**Assigned task:** What you return must match the data exactly, line for line.

=====

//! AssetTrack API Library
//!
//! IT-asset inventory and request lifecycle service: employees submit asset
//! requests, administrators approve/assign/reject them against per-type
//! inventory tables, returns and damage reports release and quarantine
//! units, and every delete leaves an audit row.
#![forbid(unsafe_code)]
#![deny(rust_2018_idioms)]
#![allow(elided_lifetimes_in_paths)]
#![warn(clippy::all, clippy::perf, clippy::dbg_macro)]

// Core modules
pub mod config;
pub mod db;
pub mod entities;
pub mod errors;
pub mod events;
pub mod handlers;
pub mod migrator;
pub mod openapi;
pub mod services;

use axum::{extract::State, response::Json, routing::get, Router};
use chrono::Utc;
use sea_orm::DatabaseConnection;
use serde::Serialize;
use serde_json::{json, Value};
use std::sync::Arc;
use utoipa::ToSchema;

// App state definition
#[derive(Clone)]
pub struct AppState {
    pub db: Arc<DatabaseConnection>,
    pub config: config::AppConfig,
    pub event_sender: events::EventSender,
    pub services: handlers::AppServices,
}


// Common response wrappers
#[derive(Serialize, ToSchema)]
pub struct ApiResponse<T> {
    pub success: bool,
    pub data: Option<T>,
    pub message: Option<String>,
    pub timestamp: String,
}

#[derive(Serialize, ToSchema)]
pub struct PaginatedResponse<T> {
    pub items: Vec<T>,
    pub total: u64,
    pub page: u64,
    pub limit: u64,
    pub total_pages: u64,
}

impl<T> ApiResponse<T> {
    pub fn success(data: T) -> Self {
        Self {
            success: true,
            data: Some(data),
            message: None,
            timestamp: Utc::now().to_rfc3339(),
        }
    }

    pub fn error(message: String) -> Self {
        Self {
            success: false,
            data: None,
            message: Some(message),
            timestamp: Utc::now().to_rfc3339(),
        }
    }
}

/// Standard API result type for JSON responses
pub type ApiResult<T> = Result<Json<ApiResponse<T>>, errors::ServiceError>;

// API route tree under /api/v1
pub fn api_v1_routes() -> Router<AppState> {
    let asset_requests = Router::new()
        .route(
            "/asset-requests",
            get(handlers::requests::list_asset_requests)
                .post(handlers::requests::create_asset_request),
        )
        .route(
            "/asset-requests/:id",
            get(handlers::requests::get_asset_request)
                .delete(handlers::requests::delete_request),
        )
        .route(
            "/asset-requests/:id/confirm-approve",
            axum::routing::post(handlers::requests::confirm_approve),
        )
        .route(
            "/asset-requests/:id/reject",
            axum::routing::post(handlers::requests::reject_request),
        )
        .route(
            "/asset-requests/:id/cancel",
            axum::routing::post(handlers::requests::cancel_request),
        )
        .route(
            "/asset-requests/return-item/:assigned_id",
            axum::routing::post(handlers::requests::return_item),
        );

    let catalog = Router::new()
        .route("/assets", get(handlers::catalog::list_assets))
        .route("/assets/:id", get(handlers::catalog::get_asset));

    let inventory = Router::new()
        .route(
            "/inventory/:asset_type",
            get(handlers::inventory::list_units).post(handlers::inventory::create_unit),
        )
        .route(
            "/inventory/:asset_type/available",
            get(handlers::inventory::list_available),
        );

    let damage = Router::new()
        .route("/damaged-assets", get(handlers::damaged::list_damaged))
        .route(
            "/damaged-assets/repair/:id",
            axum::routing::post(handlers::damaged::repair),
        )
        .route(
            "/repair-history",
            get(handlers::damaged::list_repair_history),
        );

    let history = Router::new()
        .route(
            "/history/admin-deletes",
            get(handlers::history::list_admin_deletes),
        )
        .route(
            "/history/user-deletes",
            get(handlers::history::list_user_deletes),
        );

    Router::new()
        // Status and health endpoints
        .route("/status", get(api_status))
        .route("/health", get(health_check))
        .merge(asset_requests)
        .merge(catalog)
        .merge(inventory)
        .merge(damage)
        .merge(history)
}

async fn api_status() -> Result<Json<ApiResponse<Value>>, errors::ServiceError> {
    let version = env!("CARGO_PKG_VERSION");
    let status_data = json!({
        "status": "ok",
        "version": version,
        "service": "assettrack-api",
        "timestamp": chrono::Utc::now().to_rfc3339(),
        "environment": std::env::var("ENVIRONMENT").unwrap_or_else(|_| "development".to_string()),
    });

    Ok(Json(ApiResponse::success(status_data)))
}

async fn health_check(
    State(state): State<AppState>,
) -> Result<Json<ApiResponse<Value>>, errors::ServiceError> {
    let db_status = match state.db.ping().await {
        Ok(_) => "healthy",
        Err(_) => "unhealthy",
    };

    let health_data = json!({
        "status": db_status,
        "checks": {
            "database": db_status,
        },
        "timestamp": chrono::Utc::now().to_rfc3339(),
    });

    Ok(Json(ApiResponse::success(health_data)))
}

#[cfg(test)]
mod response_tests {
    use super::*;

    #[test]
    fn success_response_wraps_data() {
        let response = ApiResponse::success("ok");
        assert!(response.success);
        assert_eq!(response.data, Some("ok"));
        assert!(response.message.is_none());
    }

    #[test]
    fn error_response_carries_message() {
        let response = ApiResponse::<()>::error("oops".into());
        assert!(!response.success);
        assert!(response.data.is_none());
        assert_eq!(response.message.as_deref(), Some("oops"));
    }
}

=====

**Response below:**
//! AssetTrack API Library
//!
//! IT-asset inventory and request lifecycle service: employees submit asset
//! requests, administrators approve/assign/reject them against per-type
//! inventory tables, returns and damage reports release and quarantine
//! units, and every delete leaves an audit row.
#![forbid(unsafe_code)]
#![deny(rust_2018_idioms)]
#![allow(elided_lifetimes_in_paths)]
#![warn(clippy::all, clippy::perf, clippy::dbg_macro)]

// Core modules
pub mod config;
pub mod db;
pub mod entities;
pub mod errors;
pub mod events;
pub mod handlers;
pub mod migrator;
pub mod openapi;
pub mod services;

use axum::{extract::State, response::Json, routing::get, Router};
use chrono::Utc;
use sea_orm::DatabaseConnection;
use serde::Serialize;
use serde_json::{json, Value};
use std::sync::Arc;
use utoipa::ToSchema;

// App state definition
#[derive(Clone)]
pub struct AppState {
    pub db: Arc<DatabaseConnection>,
    pub config: config::AppConfig,
    pub event_sender: events::EventSender,
    pub services: handlers::AppServices,
}


// Common response wrappers
#[derive(Serialize, ToSchema)]
pub struct ApiResponse<T> {
    pub success: bool,
    pub data: Option<T>,
    pub message: Option<String>,
    pub timestamp: String,
}

#[derive(Serialize, ToSchema)]
pub struct PaginatedResponse<T> {
    pub items: Vec<T>,
    pub total: u64,
    pub page: u64,
    pub limit: u64,
    pub total_pages: u64,
}

impl<T> ApiResponse<T> {
    pub fn success(data: T) -> Self {
        Self {
            success: true,
            data: Some(data),
            message: None,
            timestamp: Utc::now().to_rfc3339(),
        }
    }

    pub fn error(message: String) -> Self {
        Self {
            success: false,
            data: None,
            message: Some(message),
            timestamp: Utc::now().to_rfc3339(),
        }
    }
}

/// Standard API result type for JSON responses
pub type ApiResult<T> = Result<Json<ApiResponse<T>>, errors::ServiceError>;

// API route tree under /api/v1
pub fn api_v1_routes() -> Router<AppState> {
    let asset_requests = Router::new()
        .route(
            "/asset-requests",
            get(handlers::requests::list_asset_requests)
                .post(handlers::requests::create_asset_request),
        )
        .route(
            "/asset-requests/:id",
            get(handlers::requests::get_asset_request)
                .delete(handlers::requests::delete_request),
        )
        .route(
            "/asset-requests/:id/confirm-approve",
            axum::routing::post(handlers::requests::confirm_approve),
        )
        .route(
            "/asset-requests/:id/reject",
            axum::routing::post(handlers::requests::reject_request),
        )
        .route(
            "/asset-requests/:id/cancel",
            axum::routing::post(handlers::requests::cancel_request),
        )
        .route(
            "/asset-requests/return-item/:assigned_id",
            axum::routing::post(handlers::requests::return_item),
        );

    let catalog = Router::new()
        .route("/assets", get(handlers::catalog::list_assets))
        .route("/assets/:id", get(handlers::catalog::get_asset));

    let inventory = Router::new()
        .route(
            "/inventory/:asset_type",
            get(handlers::inventory::list_units).post(handlers::inventory::create_unit),
        )
        .route(
            "/inventory/:asset_type/available",
            get(handlers::inventory::list_available),
        );

    let damage = Router::new()
        .route("/damaged-assets", get(handlers::damaged::list_damaged))
        .route(
            "/damaged-assets/repair/:id",
            axum::routing::post(handlers::damaged::repair),
        )
        .route(
            "/repair-history",
            get(handlers::damaged::list_repair_history),
        );

    let history = Router::new()
        .route(
            "/history/admin-deletes",
            get(handlers::history::list_admin_deletes),
        )
        .route(
            "/history/user-deletes",
            get(handlers::history::list_user_deletes),
        );

    Router::new()
        // Status and health endpoints
        .route("/status", get(api_status))
        .route("/health", get(health_check))
        .merge(asset_requests)
        .merge(catalog)
        .merge(inventory)
        .merge(damage)
        .merge(history)
}

async fn api_status() -> Result<Json<ApiResponse<Value>>, errors::ServiceError> {
    let version = env!("CARGO_PKG_VERSION");
    let status_data = json!({
        "status": "ok",
        "version": version,
        "service": "assettrack-api",
        "timestamp": chrono::Utc::now().to_rfc3339(),
        "environment": std::env::var("ENVIRONMENT").unwrap_or_else(|_| "development".to_string()),
    });

    Ok(Json(ApiResponse::success(status_data)))
}

async fn health_check(
    State(state): State<AppState>,
) -> Result<Json<ApiResponse<Value>>, errors::ServiceError> {
    let db_status = match state.db.ping().await {
        Ok(_) => "healthy",
        Err(_) => "unhealthy",
    };

    let health_data = json!({
        "status": db_status,
        "checks": {
            "database": db_status,
        },
        "timestamp": chrono::Utc::now().to_rfc3339(),
    });

    Ok(Json(ApiResponse::success(health_data)))
}

#[cfg(test)]
mod response_tests {
    use super::*;

    #[test]
    fn success_response_wraps_data() {
        let response = ApiResponse::success("ok");
        assert!(response.success);
        assert_eq!(response.data, Some("ok"));
        assert!(response.message.is_none());
    }

    #[test]
    fn error_response_carries_message() {
        let response = ApiResponse::<()>::error("oops".into());
        assert!(!response.success);
        assert!(response.data.is_none());
        assert_eq!(response.message.as_deref(), Some("oops"));
    }
}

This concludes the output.